▸ **About this task**:
Of the records that follow, copy only the lines from the line containing "repository dc8c294bfefed302" to the line containing "fn drain_input(&mut self) -> Result<(), TransportError>;", both included, exactly as written.

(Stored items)
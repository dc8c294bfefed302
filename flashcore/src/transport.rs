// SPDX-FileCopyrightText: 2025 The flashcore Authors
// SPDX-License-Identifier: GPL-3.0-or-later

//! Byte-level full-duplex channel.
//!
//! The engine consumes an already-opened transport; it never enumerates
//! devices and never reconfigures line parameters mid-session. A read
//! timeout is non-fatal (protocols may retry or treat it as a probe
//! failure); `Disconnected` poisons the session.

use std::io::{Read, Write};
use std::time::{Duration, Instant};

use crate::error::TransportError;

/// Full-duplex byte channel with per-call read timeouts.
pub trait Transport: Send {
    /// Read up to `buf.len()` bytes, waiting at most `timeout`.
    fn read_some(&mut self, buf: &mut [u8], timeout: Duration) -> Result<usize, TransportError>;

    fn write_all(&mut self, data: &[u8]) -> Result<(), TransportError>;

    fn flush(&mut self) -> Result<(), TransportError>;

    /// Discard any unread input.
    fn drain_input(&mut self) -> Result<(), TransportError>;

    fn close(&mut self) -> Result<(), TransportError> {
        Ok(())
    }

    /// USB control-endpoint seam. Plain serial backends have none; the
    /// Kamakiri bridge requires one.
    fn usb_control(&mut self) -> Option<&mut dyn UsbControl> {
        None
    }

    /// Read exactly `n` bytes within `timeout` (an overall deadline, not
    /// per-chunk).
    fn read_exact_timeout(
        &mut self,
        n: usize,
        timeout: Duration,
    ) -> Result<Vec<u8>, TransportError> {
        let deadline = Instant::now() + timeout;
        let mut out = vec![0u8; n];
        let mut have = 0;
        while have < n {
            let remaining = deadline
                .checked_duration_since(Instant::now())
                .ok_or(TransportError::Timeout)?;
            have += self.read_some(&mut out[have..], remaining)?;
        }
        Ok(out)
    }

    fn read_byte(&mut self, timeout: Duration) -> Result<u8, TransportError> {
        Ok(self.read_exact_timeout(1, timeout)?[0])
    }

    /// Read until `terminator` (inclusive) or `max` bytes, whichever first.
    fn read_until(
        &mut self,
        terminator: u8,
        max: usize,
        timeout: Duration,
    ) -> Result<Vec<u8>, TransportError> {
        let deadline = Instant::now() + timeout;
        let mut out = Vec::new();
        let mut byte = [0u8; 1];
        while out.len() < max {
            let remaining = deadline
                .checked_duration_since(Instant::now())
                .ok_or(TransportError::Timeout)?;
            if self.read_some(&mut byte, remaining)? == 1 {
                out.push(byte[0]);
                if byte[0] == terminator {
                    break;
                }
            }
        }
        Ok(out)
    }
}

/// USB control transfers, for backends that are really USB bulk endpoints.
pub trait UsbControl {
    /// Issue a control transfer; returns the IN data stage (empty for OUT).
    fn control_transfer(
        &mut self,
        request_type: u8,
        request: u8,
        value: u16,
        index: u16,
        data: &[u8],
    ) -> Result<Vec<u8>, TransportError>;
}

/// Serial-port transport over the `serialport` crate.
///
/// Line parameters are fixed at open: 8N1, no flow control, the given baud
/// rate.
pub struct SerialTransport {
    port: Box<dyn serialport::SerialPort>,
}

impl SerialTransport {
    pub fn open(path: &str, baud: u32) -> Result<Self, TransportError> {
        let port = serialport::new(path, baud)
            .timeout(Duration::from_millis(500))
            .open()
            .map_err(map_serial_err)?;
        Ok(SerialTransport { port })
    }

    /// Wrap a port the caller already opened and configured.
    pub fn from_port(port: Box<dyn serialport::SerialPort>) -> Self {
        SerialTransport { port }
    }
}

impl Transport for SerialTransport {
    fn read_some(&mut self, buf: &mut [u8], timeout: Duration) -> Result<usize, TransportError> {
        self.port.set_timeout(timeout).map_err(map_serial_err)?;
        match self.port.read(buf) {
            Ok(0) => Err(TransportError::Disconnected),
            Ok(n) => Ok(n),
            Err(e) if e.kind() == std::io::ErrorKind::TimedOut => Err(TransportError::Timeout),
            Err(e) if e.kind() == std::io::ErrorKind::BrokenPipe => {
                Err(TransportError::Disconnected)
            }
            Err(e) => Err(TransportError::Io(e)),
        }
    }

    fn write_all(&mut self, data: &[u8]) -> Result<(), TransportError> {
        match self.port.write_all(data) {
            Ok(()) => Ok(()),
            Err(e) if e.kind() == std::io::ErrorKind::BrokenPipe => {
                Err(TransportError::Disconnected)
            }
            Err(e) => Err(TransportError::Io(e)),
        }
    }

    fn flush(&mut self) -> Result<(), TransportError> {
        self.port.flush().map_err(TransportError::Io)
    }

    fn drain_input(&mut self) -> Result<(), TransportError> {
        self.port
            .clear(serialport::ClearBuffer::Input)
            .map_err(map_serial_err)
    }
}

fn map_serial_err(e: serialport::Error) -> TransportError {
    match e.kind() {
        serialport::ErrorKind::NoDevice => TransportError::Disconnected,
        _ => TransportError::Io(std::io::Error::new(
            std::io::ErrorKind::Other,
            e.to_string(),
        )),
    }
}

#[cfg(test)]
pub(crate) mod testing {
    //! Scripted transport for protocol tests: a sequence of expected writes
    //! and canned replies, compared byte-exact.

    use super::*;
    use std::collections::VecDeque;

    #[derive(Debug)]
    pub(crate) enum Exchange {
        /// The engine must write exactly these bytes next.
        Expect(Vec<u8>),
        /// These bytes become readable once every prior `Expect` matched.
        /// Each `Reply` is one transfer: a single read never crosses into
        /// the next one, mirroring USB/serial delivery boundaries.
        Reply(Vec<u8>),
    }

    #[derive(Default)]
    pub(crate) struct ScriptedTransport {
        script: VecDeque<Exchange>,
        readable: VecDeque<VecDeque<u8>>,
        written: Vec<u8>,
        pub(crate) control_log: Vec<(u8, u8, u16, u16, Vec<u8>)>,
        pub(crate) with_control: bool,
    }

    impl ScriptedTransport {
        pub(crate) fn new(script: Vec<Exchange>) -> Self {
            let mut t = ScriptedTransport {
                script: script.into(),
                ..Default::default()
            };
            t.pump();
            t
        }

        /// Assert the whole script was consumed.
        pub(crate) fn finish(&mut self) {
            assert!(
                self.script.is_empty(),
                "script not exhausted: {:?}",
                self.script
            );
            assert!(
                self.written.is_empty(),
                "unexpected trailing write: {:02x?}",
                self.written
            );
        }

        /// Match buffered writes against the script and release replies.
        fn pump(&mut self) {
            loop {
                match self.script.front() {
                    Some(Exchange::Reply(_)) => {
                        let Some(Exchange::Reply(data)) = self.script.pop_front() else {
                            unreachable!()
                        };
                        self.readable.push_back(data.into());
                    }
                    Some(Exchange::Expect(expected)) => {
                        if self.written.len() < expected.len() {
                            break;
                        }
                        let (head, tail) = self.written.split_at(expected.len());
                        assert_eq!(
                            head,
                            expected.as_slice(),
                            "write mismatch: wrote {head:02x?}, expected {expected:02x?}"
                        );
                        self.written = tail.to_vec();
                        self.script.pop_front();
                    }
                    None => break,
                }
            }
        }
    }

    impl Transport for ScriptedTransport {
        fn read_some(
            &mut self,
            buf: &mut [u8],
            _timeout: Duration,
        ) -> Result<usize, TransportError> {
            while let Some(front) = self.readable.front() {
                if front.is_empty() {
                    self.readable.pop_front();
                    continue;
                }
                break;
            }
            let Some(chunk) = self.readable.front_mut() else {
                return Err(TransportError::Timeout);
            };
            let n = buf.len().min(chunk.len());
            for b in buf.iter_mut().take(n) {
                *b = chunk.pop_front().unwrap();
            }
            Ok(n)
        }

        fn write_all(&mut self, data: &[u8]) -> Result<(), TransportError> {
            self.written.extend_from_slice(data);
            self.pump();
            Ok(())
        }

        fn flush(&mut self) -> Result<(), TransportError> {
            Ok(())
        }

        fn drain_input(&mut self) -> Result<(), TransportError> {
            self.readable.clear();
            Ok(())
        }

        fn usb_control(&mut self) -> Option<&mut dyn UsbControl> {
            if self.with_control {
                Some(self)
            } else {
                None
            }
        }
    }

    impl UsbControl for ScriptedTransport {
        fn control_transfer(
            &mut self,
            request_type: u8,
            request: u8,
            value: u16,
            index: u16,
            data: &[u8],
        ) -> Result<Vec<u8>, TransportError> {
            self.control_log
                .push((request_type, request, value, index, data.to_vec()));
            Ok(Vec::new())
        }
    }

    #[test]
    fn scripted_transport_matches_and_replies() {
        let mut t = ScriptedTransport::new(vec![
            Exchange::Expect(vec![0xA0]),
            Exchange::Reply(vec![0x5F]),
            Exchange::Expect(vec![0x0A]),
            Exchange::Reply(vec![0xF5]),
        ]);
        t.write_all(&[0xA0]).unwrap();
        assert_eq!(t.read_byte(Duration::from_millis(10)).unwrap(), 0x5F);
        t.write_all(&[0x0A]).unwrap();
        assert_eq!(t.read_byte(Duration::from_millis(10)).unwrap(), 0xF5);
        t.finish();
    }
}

* * *

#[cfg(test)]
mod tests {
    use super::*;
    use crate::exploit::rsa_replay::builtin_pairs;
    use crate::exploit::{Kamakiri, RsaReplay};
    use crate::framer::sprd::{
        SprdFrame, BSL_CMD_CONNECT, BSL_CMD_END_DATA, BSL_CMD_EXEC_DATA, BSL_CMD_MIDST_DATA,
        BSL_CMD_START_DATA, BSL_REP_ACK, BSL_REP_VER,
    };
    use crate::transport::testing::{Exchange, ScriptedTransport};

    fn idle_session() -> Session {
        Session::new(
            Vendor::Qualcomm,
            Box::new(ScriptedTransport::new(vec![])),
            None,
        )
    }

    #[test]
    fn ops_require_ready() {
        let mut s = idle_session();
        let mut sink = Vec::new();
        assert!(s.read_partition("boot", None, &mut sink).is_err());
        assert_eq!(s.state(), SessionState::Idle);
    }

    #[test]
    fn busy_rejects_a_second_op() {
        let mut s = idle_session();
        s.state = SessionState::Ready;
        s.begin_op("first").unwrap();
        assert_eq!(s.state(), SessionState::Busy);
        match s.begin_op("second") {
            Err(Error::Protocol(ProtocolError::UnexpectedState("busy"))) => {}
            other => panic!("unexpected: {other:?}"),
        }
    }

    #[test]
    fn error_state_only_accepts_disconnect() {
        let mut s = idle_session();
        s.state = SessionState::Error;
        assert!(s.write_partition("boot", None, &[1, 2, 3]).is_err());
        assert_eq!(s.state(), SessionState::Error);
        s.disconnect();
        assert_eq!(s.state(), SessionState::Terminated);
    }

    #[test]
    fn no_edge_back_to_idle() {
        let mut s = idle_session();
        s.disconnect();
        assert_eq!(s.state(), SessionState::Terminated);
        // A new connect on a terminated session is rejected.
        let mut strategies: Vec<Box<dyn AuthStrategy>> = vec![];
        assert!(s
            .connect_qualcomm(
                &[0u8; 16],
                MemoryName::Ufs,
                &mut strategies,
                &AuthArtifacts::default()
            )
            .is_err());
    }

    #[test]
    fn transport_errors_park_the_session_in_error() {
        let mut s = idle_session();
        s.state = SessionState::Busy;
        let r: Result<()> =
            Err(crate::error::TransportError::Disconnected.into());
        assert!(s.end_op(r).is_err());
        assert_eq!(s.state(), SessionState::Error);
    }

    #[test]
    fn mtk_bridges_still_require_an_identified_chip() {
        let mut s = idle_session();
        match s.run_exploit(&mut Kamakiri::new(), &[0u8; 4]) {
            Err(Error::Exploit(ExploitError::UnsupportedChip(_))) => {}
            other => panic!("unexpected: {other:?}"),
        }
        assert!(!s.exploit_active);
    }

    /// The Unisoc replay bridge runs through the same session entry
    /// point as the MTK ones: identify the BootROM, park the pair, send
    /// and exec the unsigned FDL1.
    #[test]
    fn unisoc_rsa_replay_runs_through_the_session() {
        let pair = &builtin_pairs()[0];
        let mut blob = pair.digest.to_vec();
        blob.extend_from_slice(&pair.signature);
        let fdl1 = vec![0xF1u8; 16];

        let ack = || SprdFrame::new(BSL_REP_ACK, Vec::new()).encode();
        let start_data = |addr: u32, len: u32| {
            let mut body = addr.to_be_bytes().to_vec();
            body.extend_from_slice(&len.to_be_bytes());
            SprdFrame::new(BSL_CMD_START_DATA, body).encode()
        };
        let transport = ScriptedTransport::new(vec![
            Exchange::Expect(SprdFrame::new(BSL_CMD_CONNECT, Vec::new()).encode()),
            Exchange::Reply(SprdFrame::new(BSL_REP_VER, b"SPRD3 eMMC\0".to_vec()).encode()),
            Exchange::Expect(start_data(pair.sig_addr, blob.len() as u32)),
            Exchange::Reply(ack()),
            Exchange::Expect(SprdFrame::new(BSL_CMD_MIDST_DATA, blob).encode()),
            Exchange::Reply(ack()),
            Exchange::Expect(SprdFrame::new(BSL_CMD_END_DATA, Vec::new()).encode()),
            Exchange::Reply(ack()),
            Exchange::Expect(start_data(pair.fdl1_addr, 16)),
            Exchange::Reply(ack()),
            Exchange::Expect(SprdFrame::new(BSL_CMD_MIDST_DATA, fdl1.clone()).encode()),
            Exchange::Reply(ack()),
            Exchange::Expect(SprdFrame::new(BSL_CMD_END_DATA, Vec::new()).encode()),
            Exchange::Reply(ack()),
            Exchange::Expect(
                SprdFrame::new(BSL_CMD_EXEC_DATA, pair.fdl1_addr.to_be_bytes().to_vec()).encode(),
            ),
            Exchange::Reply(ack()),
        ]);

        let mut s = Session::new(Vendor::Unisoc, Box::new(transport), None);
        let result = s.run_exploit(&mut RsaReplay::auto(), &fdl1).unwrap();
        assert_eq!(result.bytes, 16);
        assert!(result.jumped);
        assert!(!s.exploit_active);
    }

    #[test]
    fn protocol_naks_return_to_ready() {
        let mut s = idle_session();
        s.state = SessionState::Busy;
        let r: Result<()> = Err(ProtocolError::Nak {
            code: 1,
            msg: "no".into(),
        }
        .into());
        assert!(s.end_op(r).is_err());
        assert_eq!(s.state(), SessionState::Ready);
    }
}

▸ **Exercise response**:
repository dc8c294bfefed302
filename flashcore/src/transport.rs
// SPDX-FileCopyrightText: 2025 The flashcore Authors
// SPDX-License-Identifier: GPL-3.0-or-later

//! Byte-level full-duplex channel.
//!
//! The engine consumes an already-opened transport; it never enumerates
//! devices and never reconfigures line parameters mid-session. A read
//! timeout is non-fatal (protocols may retry or treat it as a probe
//! failure); `Disconnected` poisons the session.

use std::io::{Read, Write};
use std::time::{Duration, Instant};

use crate::error::TransportError;

/// Full-duplex byte channel with per-call read timeouts.
pub trait Transport: Send {
    /// Read up to `buf.len()` bytes, waiting at most `timeout`.
    fn read_some(&mut self, buf: &mut [u8], timeout: Duration) -> Result<usize, TransportError>;

    fn write_all(&mut self, data: &[u8]) -> Result<(), TransportError>;

    fn flush(&mut self) -> Result<(), TransportError>;

    /// Discard any unread input.
    fn drain_input(&mut self) -> Result<(), TransportError>;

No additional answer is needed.